* [Exercise description] Once the line containing "pub mod math;" is located, give it again exactly, together with each line that follows it to the end of the entries, and add nothing else.
━━━ Data under study
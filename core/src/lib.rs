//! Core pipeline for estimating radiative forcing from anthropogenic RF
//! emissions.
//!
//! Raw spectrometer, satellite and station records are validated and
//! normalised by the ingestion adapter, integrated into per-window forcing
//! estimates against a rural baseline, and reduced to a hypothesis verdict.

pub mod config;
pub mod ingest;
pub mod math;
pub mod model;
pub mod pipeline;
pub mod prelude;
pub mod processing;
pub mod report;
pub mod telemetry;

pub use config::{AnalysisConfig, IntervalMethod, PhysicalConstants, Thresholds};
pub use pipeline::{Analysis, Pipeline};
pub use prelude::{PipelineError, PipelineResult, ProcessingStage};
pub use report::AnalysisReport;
━━━━━━
* [Solution to this problem]
pub mod math;
pub mod model;
pub mod pipeline;
pub mod prelude;
pub mod processing;
pub mod report;
pub mod telemetry;

pub use config::{AnalysisConfig, IntervalMethod, PhysicalConstants, Thresholds};
pub use pipeline::{Analysis, Pipeline};
pub use prelude::{PipelineError, PipelineResult, ProcessingStage};
pub use report::AnalysisReport;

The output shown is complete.